Se habituaron a ellos, del mismo modo que hoy en día estamos también acostumbrados a encontrarnos quizá a un fraile franciscano por la calle en nuestro día a día. Bien o mal acogidos, predicaban con el fervor de los neófitos y su fe obraba en profundidad. Fueron profetas de un mundo nuevo en el que el rechazo a las riquezas y la pasión por el Evangelio cambiaban la vida y traían felicidad a todos. Los nuevos frailes iban de dos en dos por las calles, uno detrás de otro, y eran los mismos cuyos pasos oyó un día san Francisco en una visión profética. No me resultó difícil pensar en esta visión precisamente el verano pasado cuando, encontrándome en «San Francisco» (EE.UU.), recordé cómo en 1769 fray Junípero Serra partió en su viaje hacia la alta California, en la bahía de San Diego, donde fundó la primera de sus famosas misiones californianas, Loreto, la capital de la baja y la alta California, rodeada, en lo sucesivo, por ciudades con nombres «franciscanos»: San Diego, Los Ángeles, San Francisco, Sacramento, etcétera.

Aquellos comienzos del franciscanismo, hace ya ocho siglos, con su apariencia de dulce anarquía, deben dejar paso a una Orden. Cada año, Francisco veía cómo se duplicaba el número de frailes llegados desde todos los confines de la tierra, algunos de los cuales estaban destinados a desempeñar un papel importante en una de las mayores aventuras cristianas. Más sensibles que los hombres a la llamada mística, las mujeres buscaron en San Damián la paz interior, amenazada por el desorden de un mundo abocado a la violencia. La luz de san Francisco se extendió, así, hacia los primeros conventos de monjas clarisas, fuertemente atraídas por la vida contemplativa de Cristo. Un canto de dicha alzada al cielo también por todos aquellos otros seguidores, hombres y mujeres, que, incluso no vistiendo el sayo, seguían deseando a lo largo de los siglos vivir el espíritu de Francisco, los futuros «terciarios franciscanos», movimiento laical que aún hoy sigue siendo el más difundido y más capilar de la Iglesia católica. Aquellos comienzos fueron un momento destinado a no volver a repetirse nunca por completo. El mismo flechazo, en efecto, no se produce dos veces. Veamos por qué.

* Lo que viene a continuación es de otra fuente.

//! Cascading deletes
//!
//! Owners are removed only after everything that references them, in the
//! order the foreign keys demand:
//! 1. NOTES of the restaurant's comments
//! 2. COMMENTAIRES of the restaurant
//! 3. LIKES of the restaurant
//! 4. the RESTAURANTS row
//!
//! Every function runs on the caller's transaction and leaves the identity
//! maps alone. The returned [`CascadeReport`] lists what was removed, so the
//! caller can evict it once the transaction has committed.

use rusqlite::Connection;
use crate::Result;
use super::{
    BasicEvaluationMapper, CompleteEvaluationMapper, CriteriaMapper, GradeMapper, RestaurantMapper,
};

/// Keys removed by one cascade, per table
#[derive(Debug, Clone, Default, PartialEq, Eq, serde::Serialize)]
pub struct CascadeReport {
    pub grades: Vec<i64>,
    pub complete_evaluations: Vec<i64>,
    pub basic_evaluations: Vec<i64>,
    pub restaurants: Vec<i64>,
    pub criteria: Vec<i64>,
}

impl CascadeReport {
    /// Total number of rows removed
    pub fn total(&self) -> usize {
        self.grades.len()
            + self.complete_evaluations.len()
            + self.basic_evaluations.len()
            + self.restaurants.len()
            + self.criteria.len()
    }

    pub fn is_empty(&self) -> bool {
        self.total() == 0
    }
}

/// Mappers owning the rows below a restaurant
pub struct RestaurantDependents<'a> {
    pub grades: &'a GradeMapper,
    pub complete_evaluations: &'a CompleteEvaluationMapper,
    pub basic_evaluations: &'a BasicEvaluationMapper,
}

/// Remove a restaurant and everything it owns
pub fn delete_restaurant(
    conn: &Connection,
    restaurant_id: i64,
    dependents: &RestaurantDependents<'_>,
    restaurants: &RestaurantMapper,
) -> Result<CascadeReport> {
    let mut report = CascadeReport {
        grades: dependents.grades.delete_by_restaurant_with(conn, restaurant_id)?,
        complete_evaluations: dependents
            .complete_evaluations
            .delete_by_restaurant_with(conn, restaurant_id)?,
        basic_evaluations: dependents
            .basic_evaluations
            .delete_by_restaurant_with(conn, restaurant_id)?,
        ..CascadeReport::default()
    };

    if restaurants.delete_row_with(conn, restaurant_id)? > 0 {
        report.restaurants.push(restaurant_id);
    }

    tracing::debug!(
        "Cascade for restaurant #{}: {} grades, {} comments, {} likes",
        restaurant_id,
        report.grades.len(),
        report.complete_evaluations.len(),
        report.basic_evaluations.len()
    );
    Ok(report)
}

/// Remove a complete evaluation and its grades
pub fn delete_complete_evaluation(
    conn: &Connection,
    evaluation_id: i64,
    grades: &GradeMapper,
    evaluations: &CompleteEvaluationMapper,
) -> Result<CascadeReport> {
    let mut report = CascadeReport {
        grades: grades.delete_by_evaluation_with(conn, evaluation_id)?,
        ..CascadeReport::default()
    };

    if evaluations.delete_row_with(conn, evaluation_id)? > 0 {
        report.complete_evaluations.push(evaluation_id);
    }
    Ok(report)
}

/// Remove an evaluation criteria and every grade given on it
pub fn delete_criteria(
    conn: &Connection,
    criteria_id: i64,
    grades: &GradeMapper,
    criteria: &CriteriaMapper,
) -> Result<CascadeReport> {
    let mut report = CascadeReport {
        grades: grades.delete_by_criteria_with(conn, criteria_id)?,
        ..CascadeReport::default()
    };

    if criteria.delete_row_with(conn, criteria_id)? > 0 {
        report.criteria.push(criteria_id);
    }
    Ok(report)
}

Aquel día de primavera de 1209, cuya fecha exacta evitan incluso los historiadores más prudentes, el papa Inocencio III estaba paseando a lo largo y a lo ancho del Laterano, por la llamada galería del Espejo. El Laterano era entonces un símbolo de la catolicidad de la Iglesia. Por una ironía que parece complacer a la historia, el día en que san Francisco quiso presentarse ante el Papa, no había desde lo más profundo de Sicilia hasta los confines del norte de Italia un hombre más ocupado ni más preocupado por este personaje al que proclamaba príncipe de toda la tierra. Ahora, una de las ideas que se agitaba con mayor insistencia bajo aquella tiara puntiaguda y dorada era la de acabar con los extravíos de la Iglesia, lanzando por Europa una cruzada de renuncia y de pobreza. Sin embargo, cuando Francisco y sus once compañeros comparecieron deseosos de obtener del Papa el permiso para vivir según el «propósito de vida» evangélico que Dios les inspiró, los mandó fuera, apartando así de su presencia al hombre providencial que podía hacer triunfar su ideal más que ningún otro. Como es sabido, el Papa, posteriormente, rojo y dorado como el sol en el ocaso, recordó un sueño que había tenido poco tiempo antes, llenándolo de inquietud. Se veía dormido en su cama, con la tiara en la cabeza; la basílica de San Juan de Letrán estaba peligrosamente inclinada hacia un lado cuando, de repente, un pequeño monje del color de la tierra, con el aspecto de un mendigo, apoyándose con la espalda, la sostuvo, impidiendo que se derrumbara. «Es verdad –se dijo el Papa–, ¡aquel monje era Francisco de Asís!». ¿Cómo pudo no escucharlo entonces? Una pregunta que también nosotros podemos hacernos hoy a través de sus escritos y de las crónicas que los biógrafos han contado del Poverello, vestido con el color de la tierra: es decir, la aurora que se había volcado en el ocaso de su nueva venida.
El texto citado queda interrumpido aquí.